### Task requirements
Retype, word for word, each line between the lines holding "#[derive(Debug, Clone, Copy, PartialEq, Eq)]" and "Option<&WindowId>, op: StoreOp)", inclusive, and leave the rest of the data alone.

### Material supplied

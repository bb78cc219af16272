// SPDX-License-Identifier: MIT

use super::*;
use wk_core::FakeHostWindow;

fn setup() -> (WindowOperator, WindowId, FakeHostWindow) {
    let registry = WindowRegistry::new();
    let fake = FakeHostWindow::new();
    let id = WindowId::new();
    registry.register(id.clone(), "main", Arc::new(fake.clone()));
    (WindowOperator::new(registry), id, fake)
}

#[test]
fn show_and_hide_affect_a_live_window() {
    let (operator, id, fake) = setup();
    operator.show(&id);
    assert!(fake.is_visible());
    operator.hide(&id);
    assert!(!fake.is_visible());
}

#[test]
fn operations_on_a_destroyed_window_are_silent_noops() {
    let (operator, id, fake) = setup();
    fake.destroy();
    operator.show(&id);
    assert!(!fake.is_visible());
}

#[test]
fn operations_on_an_unknown_id_are_silent_noops() {
    let (operator, _id, _fake) = setup();
    operator.show(&WindowId::new());
}

#[tokio::test]
async fn send_to_unknown_window_errors() {
    let (operator, _id, _fake) = setup();
    let err = operator.send(&WindowId::new(), "ping", vec![]).await.unwrap_err();
    assert_eq!(err.category, wk_core::ErrorCategory::Transport);
}

#[tokio::test]
async fn send_to_live_window_succeeds() {
    let (operator, id, fake) = setup();
    operator.send(&id, "ping", vec![1]).await.unwrap();
    assert_eq!(fake.sent_messages().len(), 1);
}

#[test]
fn toggle_fullscreen_flips_state() {
    let (operator, id, fake) = setup();
    assert!(!fake.is_fullscreen());
    operator.toggle_fullscreen(&id);
    assert!(fake.is_fullscreen());
    operator.toggle_fullscreen(&id);
    assert!(!fake.is_fullscreen());
}
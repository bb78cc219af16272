// SPDX-License-Identifier: MIT

//! Clock abstraction for testable time handling.
//!
//! Every component with a time-window or debounce/throttle behavior (the
//! rate limiter, the state keeper's flush scheduler, the bus `GET` timeout)
//! takes a `Clock` instead of calling `Instant::now()` directly, so tests can
//! advance time deterministically instead of sleeping.

use parking_lot::Mutex;
use std::sync::Arc;
use std::time::{Duration, Instant, SystemTime, UNIX_EPOCH};

/// A clock that provides the current time.
pub trait Clock: Clone + Send + Sync + 'static {
    fn now(&self) -> Instant;
    fn epoch_ms(&self) -> u64;
}

/// Real system clock.
#[derive(Clone, Default)]
pub struct SystemClock;

impl Clock for SystemClock {
    fn now(&self) -> Instant {
        Instant::now()
    }

    fn epoch_ms(&self) -> u64 {
        SystemTime::now().duration_since(UNIX_EPOCH).unwrap_or_default().as_millis() as u64
    }
}

/// Fake clock for testing with controllable time.
#[derive(Clone)]
pub struct FakeClock {
    current: Arc<Mutex<Instant>>,
    epoch_ms: Arc<Mutex<u64>>,
}

impl FakeClock {
    pub fn new() -> Self {
        Self { current: Arc::new(Mutex::new(Instant::now())), epoch_ms: Arc::new(Mutex::new(1_000_000)) }
    }

    /// Advance the clock by the given duration.
    pub fn advance(&self, duration: Duration) {
        *self.current.lock() += duration;
        *self.epoch_ms.lock() += duration.as_millis() as u64;
    }
}

impl Default for FakeClock {
    fn default() -> Self {
        Self::new()
    }
}

impl Clock for FakeClock {
    fn now(&self) -> Instant {
        *self.current.lock()
    }

    fn epoch_ms(&self) -> u64 {
        *self.epoch_ms.lock()
    }
}

#[cfg(test)]
#[path = "clock_tests.rs"]
mod tests;
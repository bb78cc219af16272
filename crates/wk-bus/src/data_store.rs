// SPDX-License-Identifier: MIT

//! Permissioned key/value storage: the bus's single source of truth for
//! state shared across windows.

use parking_lot::RwLock;
use serde_json::Value;
use std::collections::{HashMap, HashSet};
use wk_core::{KitError, WindowId};

#[derive(Debug, Clone, Copy, PartialEq, Eq)]
pub enum StoreOp {
    Modify,
    Delete,
}

#[derive(Debug, Clone, Default)]
pub struct KeyPermission {
    pub readonly: bool,
    pub allowed_windows: Option<HashSet<WindowId>>,
}

#[derive(Default)]
pub struct DataStoreManager {
    values: RwLock<HashMap<String, Value>>,
    permissions: RwLock<HashMap<String, KeyPermission>>,
}

impl DataStoreManager {
    pub fn new() -> Self {
        Self::default()
    }

    pub fn get(&self, key: &str) -> Option<Value> {
        self.values.read().get(key).cloned()
    }

    pub fn get_all(&self) -> HashMap<String, Value> {
        self.values.read().clone()
    }

    /// Permission metadata for `key` is preserved across overwrites.
    pub fn set(&self, key: &str, value: Value) -> Option<Value> {
        self.values.write().insert(key.to_string(), value)
    }

    pub fn delete(&self, key: &str) -> Option<Value> {
        self.values.write().remove(key)
    }

    pub fn set_permission(&self, key: impl Into<String>, permission: KeyPermission) {
        self.permissions.write().insert(key.into(), permission);
    }

    /// A key with no permission entry always allows. Otherwise: readonly
    /// denies every modify/delete; an `allowed_windows` set denies windows
    /// not in it; anything else is allowed.
    pub fn check_permission(&self, key: &str, window_id: Option<&WindowId>, op: StoreOp) -> Result<(), KitError> {
        let permissions = self.permissions.read();
        let Some(permission) = permissions.get(key) else { return Ok(()) };

        if permission.readonly {
            return Err(KitError::permission(format!("Field \"{key}\" is readonly")));
        }

        if let (Some(allowed), Some(window_id)) = (&permission.allowed_windows, window_id) {
            if !allowed.contains(window_id) {
                let verb = match op {
                    StoreOp::Modify => "modify",
                    StoreOp::Delete => "delete",
                };
                return Err(KitError::permission(format!("Window \"{window_id}\" is not allowed to {verb} \"{key}\"")));
            }
        }

        Ok(())
    }
}

#[cfg(test)]
#[path = "data_store_tests.rs"]
mod tests;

### Answer space
#[derive(Debug, Clone, Copy, PartialEq, Eq)]
pub enum StoreOp {
    Modify,
    Delete,
}

#[derive(Debug, Clone, Default)]
pub struct KeyPermission {
    pub readonly: bool,
    pub allowed_windows: Option<HashSet<WindowId>>,
}

#[derive(Default)]
pub struct DataStoreManager {
    values: RwLock<HashMap<String, Value>>,
    permissions: RwLock<HashMap<String, KeyPermission>>,
}

impl DataStoreManager {
    pub fn new() -> Self {
        Self::default()
    }

    pub fn get(&self, key: &str) -> Option<Value> {
        self.values.read().get(key).cloned()
    }

    pub fn get_all(&self) -> HashMap<String, Value> {
        self.values.read().clone()
    }

    /// Permission metadata for `key` is preserved across overwrites.
    pub fn set(&self, key: &str, value: Value) -> Option<Value> {
        self.values.write().insert(key.to_string(), value)
    }

    pub fn delete(&self, key: &str) -> Option<Value> {
        self.values.write().remove(key)
    }

    pub fn set_permission(&self, key: impl Into<String>, permission: KeyPermission) {
        self.permissions.write().insert(key.into(), permission);
    }

    /// A key with no permission entry always allows. Otherwise: readonly
    /// denies every modify/delete; an `allowed_windows` set denies windows
    /// not in it; anything else is allowed.
    pub fn check_permission(&self, key: &str, window_id: Option<&WindowId>, op: StoreOp) -> Result<(), KitError> {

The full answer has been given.